Maximizing time spent indoors, avoiding crowds, leaving her apartment solely for essential needs and seeking updates from family and friends have become coping mechanisms. Torres recalls an experience during work at the clinic involving a potential case.
“There was a nurse who came up to the front desk asking about an active-duty sailor that might have checked in with symptoms including a cough and a sore throat. . . Less than a week later, news broke about a sailor on the same base having tested positive for COVID-19, with two more testing positive that week. Several others were positive in surrounding bases, including someone on the same ship as my roommate. As a result, bases here [were] under quarantine and all gates have installed checkpoints to screen those entering for coronavirus.”
Hossein Kasmai is a 51-year old Iranian-born entrepreneur and CEO of franchise consulting firm Franchise Creator who lives in Miami. His elderly father, who remains in Iran, has seen his condition gradually improve after he contracted COVID-19 due to the country’s mass outbreak. Kasmai’s father grappled with its symptoms for nearly a week and a half. “I am concerned about the time it could take before everything is back to normal and about the long-term effect of this pandemic on the economy,” he said.
Kasmai’s remarks come as the stock market wobbles and Congress has passed billions aimed at coronavirus relief.
He has enjoyed parts of the pandemic, though. “Being locked up in the house with the ongoing pandemic is making me appreciate the various entertainment activities you can partake in with your loved ones when you all spend time together. We’ve been playing lots of board games and video games we otherwise had no time for,” Kasmai says.
In the Westchester neighborhood of Miami, freelance critic and FIU visiting instructor Alfred Soto questions the appeal of isolation and intimacy. “I don’t know what the future looks like,” he says. “Possibly we will have become accustomed to solitude; probably we will recoil when a friend tries hugging us. A wariness of contact — intimacy of any kind — will bind us for years.”
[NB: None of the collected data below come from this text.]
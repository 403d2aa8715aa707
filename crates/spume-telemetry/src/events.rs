//! Collision event types.
//!
//! Structured events emitted around each tick's collision passes.
//! Events are lightweight value types carrying just enough data for
//! monitoring and debugging.

use serde::{Deserialize, Serialize};

/// A telemetry event emitted by the collision core.
///
/// Events are tagged with a tick index and carry domain-specific data.
#[derive(Debug, Clone, Serialize, Deserialize)]
pub struct TickEvent {
    /// Tick number (0-indexed).
    pub tick: u64,
    /// Event payload.
    pub kind: TickEventKind,
}

/// Event payload variants.
#[derive(Debug, Clone, Serialize, Deserialize)]
pub enum TickEventKind {
    /// Tick started.
    TickBegin {
        /// Simulation time at the start of this tick (seconds).
        sim_time: f64,
    },

    /// Tick completed.
    TickEnd {
        /// Wall-clock time for the whole tick (seconds).
        wall_time: f64,
    },

    /// Broad-phase sweep completed.
    BroadPhase {
        /// Bodies populated into the index.
        bodies: u32,
        /// Candidate pairs emitted by the sweep.
        candidates: u32,
    },

    /// Narrow-phase resolution completed.
    Contacts {
        /// Bubble↔bubble contacts resolved.
        bubble_contacts: u32,
        /// Agent↔agent contacts resolved.
        agent_contacts: u32,
        /// Agent↔obstacle contacts resolved.
        obstacle_contacts: u32,
        /// Write-back batches used (1 in accumulate mode).
        batches: u32,
    },

    /// Energy snapshot at current state.
    Energy {
        /// Kinetic energy of all movable bodies.
        kinetic: f64,
    },

    /// Custom event for extensibility.
    Custom {
        /// Arbitrary label.
        label: String,
        /// JSON-encoded payload.
        payload: String,
    },
}

impl TickEvent {
    /// Creates a new event for the given tick.
    pub fn new(tick: u64, kind: TickEventKind) -> Self {
        Self { tick, kind }
    }
}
He also stresses the importance of maintaining a routine. “I’m operating at a low level of stress. I awaken, grade, exercise and shower as if nothing had changed. Walks, writing, reading and reveling in Publix’s uninhabited dog food aisle have helped.”
Leisure has also functioned as an escape for 21-year-old FIU student and instrument craftsman Billy Yeung. “My method of coping involves playing music and passing time watching movies or playing Animal Crossing: New Horizons on the Nintendo Switch,” he said.
While making deliveries for a family-owned Chinese restaurant in Doral, he has noted diminished traffic. “It is certainly strange to see the streets empty,” Yeung says. “It’s hard to ignore the lack of traffic and anything that is not open.”